Применение теории циклов к истории человечества было естественным
следствием сенсационного астрономического открытия, сделанного в
вавилонском мире в конце III тыс. до н.э. Открытие это сводилось
к тому, что три астрономических цикла, давно подмеченных людьми
- смена дня и ночи, лунный месячный цикл и солнечный годовой, -
есть проявление космической взаимосвязи, значительно более широкой,
чем солнечная система. Из этого проистекало, что вегетационный цикл,
полностью определяемый Солнцем, имеет свой аналог в космическом
чередовании рождения и смерти. Умы, подпавшие под влияние этой идеи,
готовы были проецировать схему периодичности на любой объект изучения
[*3].
Эллинская и эллинистическая литература пропитана мыслями этой философии
циклов. Платон, очевидно, был очарован ею, поскольку эта тема проходит
через все его сочинения.
Развивая гипотезу циклов, Платон применяет ее и к истории эллинов,
и к описанию космоса как целого. Космос он представляет в виде вечного
чередования катастроф и возрождений. То же учение вновь появляется
в поэзии Вергилия. Позже к нему обращается Марк Аврелий. Но там,
где Вергилий видит триумфальное возрождение героического века [+5],
Марк Аврелий, писавший спустя какие-нибудь двести лет, чувствует
только опустошение.
Таков мировой обиход - вверх-вниз, из века в век...
Вот покроет нас всех земля, а там уж ее превращение,
Затем опять беспредельно будет превращаться,
А потом снова беспредельно [*4].
Эта философия вечных повторений, которая поразила, правда не захватив
полностью, эллинский гений, стала доминировать и в индских умах.
Индуистские мыслители развили циклическую теорию времени. Цикл стал
называться "Кальпа" и был равен 4320 млн. земных лет.
Кальпа разделена на 14 периодов, по истечении каждого из которых
Вселенная возрождается, и снова Ману [+6]
дает начало человеческому роду. По этой теории мы находимся в седьмом
из 14 периодов нынешней Кальпы. Каждый период подразделяется на
71 Большой промежуток, а каждая из этих частей в свою очередь разделена
на 4 "Юги", или периода времени. Юги содержат соответственно
4800, 3600, 2400, 1200 божественных лет (один божественный год равен
360 земным годам). Мы в настоящее время находимся в четвертой из
Юг, когда мир полон зла и несправедливости, и, таким образом, конец
мира сравнительно недалек, хотя до конца еще несколько тысячелетий.
Являются ли эти "тщетные повторения" [+7]
народов действительно законом Вселенной, а значит, и законом истории
цивилизаций?
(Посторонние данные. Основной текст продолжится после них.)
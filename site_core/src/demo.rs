//! Placeholder data for screens that have nothing real to show yet.
//!
//! Only consulted when no snapshot has ever been received. Nothing in here feeds
//! derivations of a real snapshot.

use rand::Rng;

use crate::metrics::{round_tenth, HOURS_PER_DAY};
use crate::snapshot::{LogEntry, PeakWindow, Severity, StatusSnapshot};

pub trait PlaceholderData: Send + Sync {
    /// Stand-in snapshot for the report before the first poll lands.
    fn report_snapshot(&self) -> StatusSnapshot;

    /// Decorative trace for the realtime panel, `points` samples long.
    fn realtime_trace(&self, points: usize) -> Vec<f64>;
}

/// Smooth waves with a little jitter.
#[derive(Clone, Debug, Default)]
pub struct WavePlaceholder {
    /// Peak-to-peak jitter added to the curtailment wave.
    pub jitter: f64,
}

impl WavePlaceholder {
    pub fn new() -> Self {
        Self { jitter: 1.0 }
    }

    fn curtailment_wave(&self) -> Vec<f64> {
        let mut rng = rand::thread_rng();
        (0..HOURS_PER_DAY)
            .map(|h| {
                let h = h as f64;
                let noise = if self.jitter > 0.0 {
                    rng.gen_range(-0.5..0.5) * self.jitter
                } else {
                    0.0
                };
                round_tenth((h / 3.0).sin() * 2.0 + 5.0 + noise)
            })
            .collect()
    }
}

fn charge_wave() -> Vec<f64> {
    (0..HOURS_PER_DAY)
        .map(|h| round_tenth(((h as f64) / 2.6).cos() * 8.0 + 10.0))
        .collect()
}

fn discharge_wave() -> Vec<f64> {
    (0..HOURS_PER_DAY)
        .map(|h| round_tenth(((h as f64) / 2.2).sin() * 7.0 + 6.0))
        .collect()
}

fn sample_logs() -> Vec<LogEntry> {
    let entry = |time: &str, scope: &str, msg: &str| LogEntry {
        time: time.to_string(),
        scope: scope.to_string(),
        msg: msg.to_string(),
        level: Severity::Info,
    };
    vec![
        entry("2025-10-21 10:01", "BMS", "NPS Normal"),
        entry("2025-10-21 09:57", "PCS", "INV RUN"),
        entry("2025-10-21 09:40", "VPP", "연계 정상"),
    ]
}

impl PlaceholderData for WavePlaceholder {
    fn report_snapshot(&self) -> StatusSnapshot {
        let mut snap = StatusSnapshot::default();
        snap.curtailment.pred_today = 3.2;
        snap.curtailment.actual_cum_today = 4.8;
        snap.curtailment.peak_windows = vec![PeakWindow {
            start: "13:00".to_string(),
            end: "15:00".to_string(),
        }];
        snap.curtailment.hourly = self.curtailment_wave();
        snap.ess.soc = 78.0;
        snap.ess.charge_kw_series = charge_wave();
        snap.ess.discharge_kw_series = discharge_wave();
        snap.vpp.active_nodes = 19;
        snap.vpp.total_nodes = 20;
        snap.economics.smp_now = 143.7;
        snap.economics.smp_avg = 139.5;
        snap.economics.rec_now = 58.2;
        snap.economics.rec_avg = 59.0;
        snap.logs = sample_logs();
        snap
    }

    fn realtime_trace(&self, points: usize) -> Vec<f64> {
        let mut rng = rand::thread_rng();
        let mut level: f64 = 50.0;
        (0..points)
            .map(|_| {
                level = (level + rng.gen_range(-8.0..8.0)).clamp(5.0, 95.0);
                round_tenth(level)
            })
            .collect()
    }
}

#[cfg(test)]
mod tests {
    use super::*;
    use crate::metrics;

    #[test]
    fn report_snapshot_carries_headline_figures() {
        let snap = WavePlaceholder::new().report_snapshot();
        let kpi = metrics::kpi(&snap);
        assert_eq!(kpi.pred_mwh, 3.2);
        assert_eq!(kpi.cum_mwh, 4.8);
        assert_eq!(kpi.soc_pct, 78);
        assert_eq!(kpi.vpp_rate, 95);
        assert_eq!(snap.curtailment.hourly.len(), 24);
        assert_eq!(snap.logs.len(), 3);
    }

    #[test]
    fn waves_are_non_negative() {
        let demo = WavePlaceholder::new();
        let snap = demo.report_snapshot();
        assert!(snap.ess.charge_kw_series.iter().all(|v| *v >= 0.0));
        assert!(snap.ess.discharge_kw_series.iter().all(|v| *v >= 0.0));
        assert_eq!(snap.ess.charge_kw_series[0], 18.0);
    }

    #[test]
    fn realtime_trace_stays_in_band() {
        let trace = WavePlaceholder::new().realtime_trace(60);
        assert_eq!(trace.len(), 60);
        assert!(trace.iter().all(|v| (5.0..=95.0).contains(v)));
    }

    #[test]
    fn zero_jitter_is_repeatable() {
        let demo = WavePlaceholder { jitter: 0.0 };
        assert_eq!(demo.report_snapshot(), demo.report_snapshot());
    }
}
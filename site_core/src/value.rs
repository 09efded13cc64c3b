//! Coercion helpers for untrusted JSON.
//! Every lookup tolerates missing parents and wrong types; nothing here fails.

use serde_json::Value;

/// Walk `path` through nested objects. A missing key or a non-object parent yields `None`.
pub fn lookup<'a>(root: &'a Value, path: &[&str]) -> Option<&'a Value> {
    path.iter().try_fold(root, |node, key| node.as_object()?.get(*key))
}

/// Coerce a JSON value to a finite number, or `None`.
/// Numbers pass through; strings are parsed after trimming. Everything else is rejected.
pub fn finite(value: Option<&Value>) -> Option<f64> {
    let parsed = match value? {
        Value::Number(n) => n.as_f64(),
        Value::String(s) => {
            let trimmed = s.trim();
            if trimmed.is_empty() {
                None
            } else {
                trimmed.parse::<f64>().ok()
            }
        }
        _ => None,
    };
    parsed.filter(|v| v.is_finite())
}

/// Finite number or `default`.
pub fn num(value: Option<&Value>, default: f64) -> f64 {
    finite(value).unwrap_or(default)
}

/// Non-negative whole count.
pub fn count(value: Option<&Value>) -> u32 {
    let v = num(value, 0.0).round();
    if v <= 0.0 {
        0
    } else if v >= f64::from(u32::MAX) {
        u32::MAX
    } else {
        v as u32
    }
}

/// String leaf; numbers are rendered, anything else becomes empty.
pub fn text(value: Option<&Value>) -> String {
    match value {
        Some(Value::String(s)) => s.clone(),
        Some(Value::Number(n)) => n.to_string(),
        _ => String::new(),
    }
}

/// Numeric sequence. A non-array is empty; non-numeric entries become 0.
pub fn series(value: Option<&Value>) -> Vec<f64> {
    match value {
        Some(Value::Array(items)) => items.iter().map(|v| num(Some(v), 0.0)).collect(),
        _ => Vec::new(),
    }
}

#[cfg(test)]
mod tests {
    use super::*;
    use serde_json::json;

    #[test]
    fn lookup_survives_missing_parents() {
        let v = json!({"a": {"b": 3}, "c": 7});
        assert_eq!(lookup(&v, &["a", "b"]), Some(&json!(3)));
        assert_eq!(lookup(&v, &["x", "y", "z"]), None);
        assert_eq!(lookup(&v, &["c", "d"]), None);
        assert_eq!(lookup(&Value::Null, &["a"]), None);
    }

    #[test]
    fn num_rejects_non_finite_and_non_numeric() {
        assert_eq!(num(Some(&json!(4.8)), 0.0), 4.8);
        assert_eq!(num(Some(&json!(" 12.5 ")), 0.0), 12.5);
        assert_eq!(num(Some(&json!("abc")), 7.0), 7.0);
        assert_eq!(num(Some(&json!("NaN")), 0.0), 0.0);
        assert_eq!(num(Some(&json!("inf")), 1.0), 1.0);
        assert_eq!(num(Some(&json!("")), 2.0), 2.0);
        assert_eq!(num(Some(&json!(null)), 3.0), 3.0);
        assert_eq!(num(Some(&json!(true)), 0.0), 0.0);
        assert_eq!(num(Some(&json!({"v": 1})), 0.0), 0.0);
        assert_eq!(num(None, 9.0), 9.0);
    }

    #[test]
    fn count_rounds_and_floors() {
        assert_eq!(count(Some(&json!(19.4))), 19);
        assert_eq!(count(Some(&json!(-3))), 0);
        assert_eq!(count(Some(&json!("20"))), 20);
        assert_eq!(count(None), 0);
    }

    #[test]
    fn series_coerces_entries() {
        assert_eq!(series(Some(&json!([1, "2", null, "x"]))), vec![1.0, 2.0, 0.0, 0.0]);
        assert!(series(Some(&json!("not a list"))).is_empty());
    }

    #[test]
    fn text_accepts_strings_and_numbers() {
        assert_eq!(text(Some(&json!("13:00"))), "13:00");
        assert_eq!(text(Some(&json!(13))), "13");
        assert_eq!(text(Some(&json!(null))), "");
        assert_eq!(text(None), "");
    }
}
Если ответ положителен, то нам придется признать себя
вечными жертвами бесконечной космической шутки, обрекающей при этом
на страдания, борьбу с постоянными трудностями и стремление к очищению
от грехов, лишая нас всякой власти над собой.
Этот печальный вывод был принят на удивление спокойно и трезво,
если не сказать оптимистически. Один современный западный философ
даже нашел в "законе о вечном возвращении" повод для радости.
"Пой и радуйся, о Заратустра, грей свою душу новыми песнями,
ибо ты переживешь свою великую судьбу, - судьбу, которая не постигла
пока ни одного человека! Ибо твои звери хорошо знают, о Заратустра,
кто ты и кем должен стать: смотри, ты учитель вечного возвращения,
и это теперь твоя судьба!.. Смотри, мы знаем, чему ты учишь:
все вечно возвращается, и мы со всем, и мы уже были в бесконечном
числе времен, и все было с нами..." [*5].
Аристотель также не выражает никаких признаков неудовольствия,
когда, наблюдая проявления каузальности, он пишет в своем трактате
по метеорологии: "Не единожды, не дважды и не несколько, но
бесчисленное множество раз одни и те же мнения появляются и вновь
обращаются среди людей" (Аристотель. Метеорология. 1.3).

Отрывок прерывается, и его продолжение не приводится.